Which branch of Daito ryu? Who Is the head instructor? Daito ryu is a commonly misused name in martial arts. No sense recommending something from the main line, if that is not what you are studying.


----------



## lifelongstudent1 (Jul 23, 2016)

Yamibushi ryu


----------



## marques (Jul 23, 2016)

Ask your instructor first (senior students...), if you didn't yet. 
Probably they know, and they can recommend something coherent with your practice. 
You know, there are different names for the same, different things under the same name...


----------



## Chris Parker (Jul 23, 2016)

Hmm… there's a few things to look at here… 



lifelongstudent1 said:


> Hello, I am thinking of taking up Daito-ryu Jujitsu and was wondering if there is a list somewhere of the names of the wrist locks, or quality book, so I can start learning them.  I looked online but search not pulling anything in.  Thanks



No. For one thing, Daito-ryu isn't really about the particular wrist locks, as that is really the most superficial way to look at the art, it's about the way the art is applied, stemming from a core philosophical ideal, and expressed through the waza of the ryu-ha. As a result, it's the kata that you'll find some material on, not individual wrist locks… but even then you're going to have some issues.

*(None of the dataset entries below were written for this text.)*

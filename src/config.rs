//! Configuration System
//!
//! Handles loading configuration from files and environment variables.
//! Supports TOML config files and environment variable overrides.

use rust_decimal::Decimal;
use serde::Deserialize;
use std::path::{Path, PathBuf};

/// Main configuration structure
#[derive(Debug, Clone, Default, Deserialize)]
pub struct Config {
    #[serde(default)]
    pub storage: StorageConfig,

    #[serde(default)]
    pub checkout: CheckoutConfig,

    #[serde(default)]
    pub logging: LoggingConfig,
}

/// Where the store slots live on disk
#[derive(Debug, Clone, Deserialize)]
pub struct StorageConfig {
    #[serde(default = "default_data_dir")]
    pub data_dir: String,
}

fn default_data_dir() -> String {
    dirs::data_local_dir()
        .map(|p| p.join("farmlink").to_string_lossy().to_string())
        .unwrap_or_else(|| "./farmlink_data".to_string())
}

impl StorageConfig {
    /// Data directory with a leading `~/` expanded to the home directory
    pub fn data_path(&self) -> PathBuf {
        match self.data_dir.strip_prefix("~/") {
            Some(rest) => dirs::home_dir()
                .map(|home| home.join(rest))
                .unwrap_or_else(|| PathBuf::from(&self.data_dir)),
            None => PathBuf::from(&self.data_dir),
        }
    }
}

impl Default for StorageConfig {
    fn default() -> Self {
        Self {
            data_dir: default_data_dir(),
        }
    }
}

/// Checkout and order settings
#[derive(Debug, Clone, PartialEq, Deserialize)]
pub struct CheckoutConfig {
    /// Tax applied to the cart subtotal, as a fraction
    #[serde(default = "default_tax_rate")]
    pub tax_rate: Decimal,

    /// Days between placing an order and its delivery estimate
    #[serde(default = "default_delivery_days")]
    pub delivery_days: u32,

    #[serde(default = "default_order_id_prefix")]
    pub order_id_prefix: String,
}

fn default_tax_rate() -> Decimal {
    Decimal::new(5, 2) // 5%
}

fn default_delivery_days() -> u32 {
    5
}

/// Upper bound accepted for `checkout.delivery_days` (ten years)
pub const MAX_DELIVERY_DAYS: u32 = 3650;

fn parse_delivery_days(raw: &str) -> Result<u32, String> {
    let days: u32 = raw.trim().parse().map_err(|e: std::num::ParseIntError| e.to_string())?;
    if days > MAX_DELIVERY_DAYS {
        return Err(format!("must be at most {}", MAX_DELIVERY_DAYS));
    }
    Ok(days)
}

fn default_order_id_prefix() -> String {
    "FM".to_string()
}

impl Default for CheckoutConfig {
    fn default() -> Self {
        Self {
            tax_rate: default_tax_rate(),
            delivery_days: default_delivery_days(),
            order_id_prefix: default_order_id_prefix(),
        }
    }
}

/// Logging configuration
#[derive(Debug, Clone, Deserialize)]
pub struct LoggingConfig {
    #[serde(default = "default_log_level")]
    pub level: String,

    #[serde(default = "default_log_format")]
    pub format: String,
}

fn default_log_level() -> String {
    "warn".to_string()
}

fn default_log_format() -> String {
    "pretty".to_string()
}

impl Default for LoggingConfig {
    fn default() -> Self {
        Self {
            level: default_log_level(),
            format: default_log_format(),
        }
    }
}

impl Config {
    /// Load configuration from a file
    pub fn load(path: &Path) -> Result<Self, ConfigError> {
        let content = std::fs::read_to_string(path).map_err(|e| ConfigError::Io {
            path: path.to_path_buf(),
            error: e.to_string(),
        })?;

        let config: Config = toml::from_str(&content).map_err(|e| ConfigError::Parse {
            path: path.to_path_buf(),
            error: e.to_string(),
        })?;

        config.validate().map_err(|error| ConfigError::Invalid {
            path: path.to_path_buf(),
            error,
        })?;

        Ok(config)
    }

    fn validate(&self) -> Result<(), String> {
        if self.checkout.delivery_days > MAX_DELIVERY_DAYS {
            return Err(format!(
                "checkout.delivery_days = {} exceeds {}",
                self.checkout.delivery_days, MAX_DELIVERY_DAYS
            ));
        }
        Ok(())
    }

    /// Load configuration from environment variables only
    pub fn from_env() -> Self {
        let mut config = Config::default();
        config.apply_env_overrides();
        config
    }

    /// Load configuration with environment variable overrides
    pub fn load_with_env(path: &Path) -> Result<Self, ConfigError> {
        let mut config = Self::load(path)?;
        config.apply_env_overrides();
        Ok(config)
    }

    /// Load from default locations or environment
    pub fn load_default() -> Self {
        let config_paths = [
            dirs::config_dir().map(|p| p.join("farmlink").join("config.toml")),
            Some(PathBuf::from("./farmlink.toml")),
        ];

        for path_opt in config_paths.iter().flatten() {
            if path_opt.exists() {
                match Self::load_with_env(path_opt) {
                    Ok(config) => {
                        tracing::info!("Loaded config from {:?}", path_opt);
                        return config;
                    }
                    Err(e) => {
                        tracing::warn!("Failed to load config from {:?}: {}", path_opt, e);
                    }
                }
            }
        }

        tracing::info!("Using default config with environment overrides");
        Self::from_env()
    }

    /// Apply environment variable overrides to an existing config
    fn apply_env_overrides(&mut self) {
        if let Ok(data_dir) = std::env::var("FARMLINK_DATA_DIR") {
            self.storage.data_dir = data_dir;
        }

        if let Ok(rate) = std::env::var("FARMLINK_TAX_RATE") {
            match rate.parse() {
                Ok(r) => self.checkout.tax_rate = r,
                Err(e) => tracing::warn!("Ignoring FARMLINK_TAX_RATE={}: {}", rate, e),
            }
        }
        if let Ok(days) = std::env::var("FARMLINK_DELIVERY_DAYS") {
            match parse_delivery_days(&days) {
                Ok(d) => self.checkout.delivery_days = d,
                Err(e) => tracing::warn!("Ignoring FARMLINK_DELIVERY_DAYS={}: {}", days, e),
            }
        }

        if let Ok(level) = std::env::var("FARMLINK_LOG_LEVEL") {
            self.logging.level = level;
        }
        if let Ok(format) = std::env::var("FARMLINK_LOG_FORMAT") {
            self.logging.format = format;
        }
    }
}

/// Configuration errors
#[derive(Debug, thiserror::Error)]
pub enum ConfigError {
    #[error("Failed to read config file {path:?}: {error}")]
    Io { path: PathBuf, error: String },

    #[error("Failed to parse config file {path:?}: {error}")]
    Parse { path: PathBuf, error: String },

    #[error("Invalid config file {path:?}: {error}")]
    Invalid { path: PathBuf, error: String },
}

/// Generate a default config file content
pub fn generate_default_config() -> String {
    r#"# FarmLink Configuration
#
# Environment variables override these settings:
# - FARMLINK_DATA_DIR
# - FARMLINK_TAX_RATE
# - FARMLINK_DELIVERY_DAYS
# - FARMLINK_LOG_LEVEL
# - FARMLINK_LOG_FORMAT

[storage]
# Directory holding the user, cart and order slots
data_dir = "~/.local/share/farmlink"

[checkout]
# Tax on the cart subtotal (fraction, quoted to keep it exact)
tax_rate = "0.05"

# Days from order placement to estimated delivery
delivery_days = 5

# Prefix of generated order IDs
order_id_prefix = "FM"

[logging]
# Log level: trace, debug, info, warn, error
level = "warn"

# Log format: pretty (for development) or json (for production)
format = "pretty"
"#
    .to_string()
}

#[cfg(test)]
mod tests {
    use super::*;
    use std::str::FromStr;
    use tempfile::tempdir;

    #[test]
    fn test_defaults() {
        let config = Config::default();
        assert_eq!(config.checkout.tax_rate, Decimal::from_str("0.05").unwrap());
        assert_eq!(config.checkout.delivery_days, 5);
        assert_eq!(config.checkout.order_id_prefix, "FM");
        assert_eq!(config.logging.format, "pretty");
    }

    #[test]
    fn test_partial_file_uses_defaults() {
        let config: Config = toml::from_str(
            r#"
            [checkout]
            delivery_days = 3
            "#,
        )
        .unwrap();

        assert_eq!(config.checkout.delivery_days, 3);
        assert_eq!(config.checkout.tax_rate, Decimal::new(5, 2));
        assert_eq!(config.logging.level, "warn");
    }

    #[test]
    fn test_generated_config_parses() {
        let config: Config = toml::from_str(&generate_default_config()).unwrap();
        assert_eq!(config.checkout, CheckoutConfig::default());
        assert_eq!(config.storage.data_dir, "~/.local/share/farmlink");
    }

    #[test]
    fn test_data_path() {
        let config = StorageConfig {
            data_dir: "/var/lib/farmlink".to_string(),
        };
        assert_eq!(config.data_path(), PathBuf::from("/var/lib/farmlink"));

        let config = StorageConfig {
            data_dir: "~/.local/share/farmlink".to_string(),
        };
        if let Some(home) = dirs::home_dir() {
            assert_eq!(config.data_path(), home.join(".local/share/farmlink"));
        }
    }

    #[test]
    fn test_load_from_file() {
        let dir = tempdir().unwrap();
        let path = dir.path().join("farmlink.toml");
        std::fs::write(&path, "[checkout]\ntax_rate = \"0.18\"\n").unwrap();

        let config = Config::load(&path).unwrap();
        assert_eq!(config.checkout.tax_rate, Decimal::from_str("0.18").unwrap());
    }

    #[test]
    fn test_load_errors() {
        let dir = tempdir().unwrap();
        let missing = dir.path().join("missing.toml");
        assert!(matches!(Config::load(&missing), Err(ConfigError::Io { .. })));

        let bad = dir.path().join("bad.toml");
        std::fs::write(&bad, "[checkout\n").unwrap();
        assert!(matches!(Config::load(&bad), Err(ConfigError::Parse { .. })));
    }

    #[test]
    fn test_rejects_oversized_delivery_days() {
        let dir = tempdir().unwrap();
        let path = dir.path().join("farmlink.toml");
        std::fs::write(&path, "[checkout]\ndelivery_days = 4000000000\n").unwrap();
        assert!(matches!(Config::load(&path), Err(ConfigError::Invalid { .. })));

        std::fs::write(&path, "[checkout]\ndelivery_days = 3650\n").unwrap();
        assert_eq!(Config::load(&path).unwrap().checkout.delivery_days, MAX_DELIVERY_DAYS);
    }

    #[test]
    fn test_parse_delivery_days() {
        assert_eq!(parse_delivery_days(" 7 "), Ok(7));
        assert!(parse_delivery_days("soon").is_err());
        assert!(parse_delivery_days("-1").is_err());
        assert!(parse_delivery_days("3651").is_err());
    }
}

Daito-ryu is a very elaborate system, with various lines having large and small differences in the way they express the methods of the system, and having large or small differences in the syllabus itself… with some having lists of over 3,000 separate waza (kata). Where they all start, however, is with a document/section known as the Hiden Mokuroku… which is a list of 118 basic techniques (note: not as in "this is a wrist lock, this is a punch", instead, 118 different kata… which, in Japanese arts, are short sequences trained paired with an attacker and defender)… which are then trained in a range of different ways (both standing, both kneeling, one standing one kneeling), as well as with different tactical approaches… which brings us to the next thing to be aware of.

There's no such thing as Daito-ryu jujitsu. 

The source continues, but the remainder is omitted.